Specifically, the company — which announced its camera and sensor technology would appear in both BMW and Audi self-driving vehicles between 2020 and 2021 at CES 2017 — wants to get automakers to crowdsource and aggregate their high definition mapping data.
High definition maps are a crucial aspect of any autonomous system — put simply, the software needs to know where it’s going to be able to drive itself. It’s a new area of mapping that requires three-dimensional imaging that goes beyond what Google has done.
It can take a great deal of time and money to map just a single city, much less the world. Crowdsourcing and aggregating every automakers’ mapping data would make a significant dent in the time and resources companies are spending on charting the world’s streets, according to Mobileye co-founder and CTO Amnon Shashua.
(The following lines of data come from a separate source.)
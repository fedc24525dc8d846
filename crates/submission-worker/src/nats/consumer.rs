use crate::dispatcher::{DeliveryDispatcher, Disposition};
use crate::nats::traits::{DeliverySource, DeliveryStream};
use anyhow::{Context, Result};
use async_nats::jetstream::{self, AckKind};
use std::sync::Arc;
use std::time::Duration;
use tokio::task::JoinSet;
use tokio_util::sync::CancellationToken;
use tracing::{debug, error, info, warn};

/// Pull-based consumer that fans deliveries out to the dispatcher.
///
/// Each delivery is handled on its own task so store I/O and retry backoff
/// for one key never stall the intake loop or unrelated deliveries. Exactly
/// one of ack / nak / term is issued per delivery. On shutdown the loop
/// stops fetching and in-flight deliveries finish their current attempt.
pub struct EventConsumer {
    source: Box<dyn DeliverySource>,
    stream_name: String,
    consumer_name: String,
    batch_size: usize,
    max_wait: Duration,
    dispatcher: Arc<DeliveryDispatcher>,
    inflight: JoinSet<()>,
}

impl EventConsumer {
    pub async fn new(
        stream: Arc<dyn DeliveryStream>,
        stream_name: &str,
        consumer_name: &str,
        subject_filter: &str,
        batch_size: usize,
        max_wait_secs: u64,
        dispatcher: Arc<DeliveryDispatcher>,
    ) -> Result<Self> {
        debug!(
            stream = %stream_name,
            consumer = %consumer_name,
            filter_subject = %subject_filter,
            "creating event consumer"
        );

        let config = jetstream::consumer::pull::Config {
            name: Some(consumer_name.to_string()),
            durable_name: Some(consumer_name.to_string()),
            filter_subject: subject_filter.to_string(),
            ack_policy: jetstream::consumer::AckPolicy::Explicit,
            ..Default::default()
        };

        let source = stream
            .create_consumer(config, stream_name)
            .await
            .context("failed to create consumer")?;

        Ok(Self {
            source,
            stream_name: stream_name.to_string(),
            consumer_name: consumer_name.to_string(),
            batch_size,
            max_wait: Duration::from_secs(max_wait_secs),
            dispatcher,
            inflight: JoinSet::new(),
        })
    }

    /// Run the intake loop until cancellation, then drain in-flight tasks.
    pub async fn run(mut self, ctx: CancellationToken) -> Result<()> {
        info!(
            stream = %self.stream_name,
            consumer = %self.consumer_name,
            "starting event consumer"
        );

        loop {
            tokio::select! {
                _ = ctx.cancelled() => {
                    info!(
                        stream = %self.stream_name,
                        consumer = %self.consumer_name,
                        "received shutdown signal, stopping intake"
                    );
                    break;
                }
                result = self.fetch_and_dispatch() => {
                    if let Err(e) = result {
                        error!(
                            stream = %self.stream_name,
                            error = %e,
                            "error fetching deliveries"
                        );
                        tokio::time::sleep(Duration::from_secs(1)).await;
                    }
                }
            }
        }

        // Let in-flight deliveries reach their ack/nak decision.
        while let Some(joined) = self.inflight.join_next().await {
            if let Err(e) = joined {
                error!(error = %e, "delivery task panicked");
            }
        }

        info!(
            stream = %self.stream_name,
            consumer = %self.consumer_name,
            "consumer stopped"
        );
        Ok(())
    }

    async fn fetch_and_dispatch(&mut self) -> Result<()> {
        let deliveries = self.source.fetch(self.batch_size, self.max_wait).await?;
        if deliveries.is_empty() {
            return Ok(());
        }

        debug!(count = deliveries.len(), "received deliveries");

        for delivery in deliveries {
            let dispatcher = self.dispatcher.clone();
            self.inflight
                .spawn(async move { handle_delivery(dispatcher, delivery).await });
        }

        // Reap tasks that already finished so the set does not grow over a
        // long-running consumer's lifetime.
        while self.inflight.try_join_next().is_some() {}

        Ok(())
    }
}

async fn handle_delivery(dispatcher: Arc<DeliveryDispatcher>, delivery: jetstream::Message) {
    let subject = delivery.subject.to_string();

    match dispatcher.process(&delivery.payload).await {
        Disposition::Ack => {
            if let Err(e) = delivery.ack().await {
                error!(subject = %subject, error = %e, "failed to acknowledge delivery");
            }
        }
        Disposition::Requeue => {
            warn!(subject = %subject, "requeueing delivery for redelivery");
            if let Err(e) = delivery.ack_with(AckKind::Nak(None)).await {
                error!(subject = %subject, error = %e, "failed to nak delivery");
            }
        }
        Disposition::Reject => {
            warn!(subject = %subject, "rejecting delivery permanently");
            if let Err(e) = delivery.ack_with(AckKind::Term).await {
                error!(subject = %subject, error = %e, "failed to terminate delivery");
            }
        }
    }
}

#[cfg(test)]
mod tests {
    use super::*;
    use crate::nats::traits::{MockDeliverySource, MockDeliveryStream};
    use crate::outcome::LogOutcomeObserver;
    use submission_domain::{MockDocumentStore, RetryPolicy, TransactionAggregator};

    fn test_dispatcher() -> Arc<DeliveryDispatcher> {
        let aggregator = Arc::new(TransactionAggregator::new(
            Arc::new(MockDocumentStore::new()),
            RetryPolicy::new(1, Duration::from_millis(1)),
        ));
        Arc::new(DeliveryDispatcher::new(aggregator, Arc::new(LogOutcomeObserver)))
    }

    #[tokio::test]
    async fn creates_durable_consumer() {
        let mut stream = MockDeliveryStream::new();
        stream
            .expect_create_consumer()
            .withf(|config, stream_name| {
                config.durable_name.as_deref() == Some("event-submission")
                    && config.filter_subject == "transaction-events.default"
                    && stream_name == "transaction-events"
            })
            .times(1)
            .returning(|_, _| Ok(Box::new(MockDeliverySource::new())));

        let consumer = EventConsumer::new(
            Arc::new(stream),
            "transaction-events",
            "event-submission",
            "transaction-events.default",
            10,
            5,
            test_dispatcher(),
        )
        .await;

        assert!(consumer.is_ok());
    }

    #[tokio::test]
    async fn consumer_creation_failure_surfaces() {
        let mut stream = MockDeliveryStream::new();
        stream
            .expect_create_consumer()
            .times(1)
            .returning(|_, _| Err(anyhow::anyhow!("stream not found")));

        let result = EventConsumer::new(
            Arc::new(stream),
            "transaction-events",
            "event-submission",
            "transaction-events.default",
            10,
            5,
            test_dispatcher(),
        )
        .await;

        assert!(result.is_err());
    }

    #[tokio::test]
    async fn empty_batch_is_not_an_error() {
        let mut stream = MockDeliveryStream::new();
        stream.expect_create_consumer().returning(|_, _| {
            let mut source = MockDeliverySource::new();
            source.expect_fetch().times(1).returning(|_, _| Ok(vec![]));
            Ok(Box::new(source))
        });

        let mut consumer = EventConsumer::new(
            Arc::new(stream),
            "transaction-events",
            "event-submission",
            "transaction-events.default",
            10,
            5,
            test_dispatcher(),
        )
        .await
        .unwrap();

        assert!(consumer.fetch_and_dispatch().await.is_ok());
    }

    #[tokio::test]
    async fn cancelled_consumer_stops_cleanly() {
        let mut stream = MockDeliveryStream::new();
        stream.expect_create_consumer().returning(|_, _| {
            let mut source = MockDeliverySource::new();
            source.expect_fetch().returning(|_, _| Ok(vec![]));
            Ok(Box::new(source))
        });

        let consumer = EventConsumer::new(
            Arc::new(stream),
            "transaction-events",
            "event-submission",
            "transaction-events.default",
            10,
            5,
            test_dispatcher(),
        )
        .await
        .unwrap();

        let ctx = CancellationToken::new();
        ctx.cancel();
        assert!(consumer.run(ctx).await.is_ok());
    }

    // Dispositions for real deliveries cannot be unit tested here because
    // jetstream::Message cannot be constructed without a broker connection;
    // that path is covered by the dispatcher tests plus the end-to-end
    // integration tests.
}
The problem is, auto companies have long been reluctant to hand over their data to competitors for fear of relinquishing any competitive advantage. That’s increasingly becoming the case as more players join the race to build and deploy self-driving cars.
But autonomous systems work better when systems are standardized and not differentiated, Mobileye’s chief of communications Dan Galves argued. That would also make it easier to regulate and manage self-driving cars.
For automakers, when it comes to competing, it will likely be more important to differentiate how the companies deploy the self-driving cars. So sharing information that assists in merely developing that autonomous system shouldn’t be a competitive disadvantage, he said.
Beyond that, Mobileye’s overall pitch to those companies is simple. Many of these automakers are already building or developing vehicles with at least a front-facing camera. Mobileye would merely be taking the cost the companies already allocated to integrating that camera and adding more value to it, according to Galves.
Access to this global mapping information would mean an automaker wouldn’t be limited to rolling out its self-driving cars only in regions in which it has a large footprint.
It’s also more cost effective. BMW, for example, wouldn’t have to deploy mapping vehicles in every city all over the world in order to be able to deploy self-driving cars globally.
That said, it doesn’t have to necessarily be Mobileye that controls all that mapping information. However, according to Galves, no other company has the scale that Mobileye has.
“We’ve also always been a great partner to the industry. They know they can trust that we won’t try to [exert] too much control,” he said.
BMW, Nissan, Audi and others have expressed interest but haven’t signed any agreement. For one, there are still concerns about what would happen to that data if another company buys Mobileye, or how it might be sold.